Мне недолго пришлось любоваться каменным кружевом собора Трех Святителей: Ясская академия, не успев обсушить и расправить крылья, приказала долго жить. И родители повезли меня в знаменитый город Константинополь, ибо над всеми нами был падишах, солнце Вселенной и господин всех наших народов.
Так началось мое первое странствие. Отец посадил меня в седло перед собою, мать ехала в каруце[1] с поклажей.
Мы держали путь в патриаршую школу, где главным языком был греческий, мой второй родной язык. А может, и первый — они мешались в Милештах.
Латынь ехала за мною. Помню, меня поразило море. Оно сверкало, как неведомая драгоценность. Я едва не свернул шею, глядя в его пучину. Чайки, тучами носившиеся над ним, оглушили меня своими пронзительными криками. Потом среди кипящих волн показались диковинные рыбы — дельфины. Я любовался их стремительными прыжками.
Все меня удивляло, все радовало, а порою и пугало. Пугало будущее в огромном городе без родительской ласки. Патриаршая школа была знаменита своими наставниками, своею строгостью и установлениями.
Константинополь подавил меня. Он был велик и многолюден. Яссы и вовсе сморщились в моей памяти. Здесь говорили на множестве языков. И главным среди них был турецкий.
Он показался мне варварским. Но когда я наконец вошел в него, то стал находить в нем красоты.
Мы учили турецкий, арабский, родственный ему, совершенствовались в греческом и латинском. Спустя годы в своих странствиях я понял, что этого мало. Что для того, чтобы познать мир и людей и не испытывать неловкости и даже стыда, нужно знать по крайности еще полдюжины языков. Это знание пришло позже, гораздо позже.
Я выжал три слезинки на грудь матушки, потерся щекою о щетину отца. Наступило время открытий. И я бежал им навстречу.
О, Константинополь, я узнал все твои имена: Царьград, Истанбул, Стамбул, Столица мира, Трон падишаха… Он притягивал меня все сильней.
Поначалу я видел только его величие: храмы и мечети, мечети и храмы, Эски Сарай — дворец султана, Капалы Чарши — гигантский рынок под сводами, скопище людей и вещей, издававшее крики и завывания, брань и призывы.
Пики минаретов кололи небо. Муэдзины истошно вопили, сзывая мусульман на молитву. Город кипел, как огромный котел, источая благоухание роз и вонь гниющих отбросов.
Я стал первым среди ровесников. Наставники ставили меня в пример. — Патриарх Досифей обласкал меня. Он часто призывал меня для совместной молитвы, для чтения книг — светских по преимуществу, но и духовных тоже.

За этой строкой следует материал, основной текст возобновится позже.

use thiserror::Error;

#[derive(Debug, Error)]
pub enum StoreError {
    #[error("Fjall error: {0}")]
    Fjall(#[from] fjall::Error),

    #[error("Serialization error: {0}")]
    Serialization(#[from] serde_json::Error),

    #[error("Idempotency key '{key}' already recorded for {endpoint}")]
    Conflict { key: String, endpoint: String },

    #[error("Corrupt value under key {0}")]
    Corrupt(String),

    #[error("Item id space exhausted")]
    IdExhausted,

    #[error("I/O error: {0}")]
    Io(#[from] std::io::Error),
}

pub type Result<T> = std::result::Result<T, StoreError>;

Я читал выразительно и бегло. Мне равно давались латынь и греческий, Платон и Аристотель, Фома Аквинский и Фома Кампанелла, сочинения отцов церкви… Его святейшество не брезговал и такими сочинителями древности, как Аристофан и Лукиан. А однажды он принес мне для чтения опус под названием «Золотой осел».
— И это мирское чтиво есть тоже зеркало жизни, — сказал он наставительно. — Вглядывайся в него холодными очами и невозмутимым сердцем. Ибо все в этой жизни надобно познавать: мирское и мерзкое.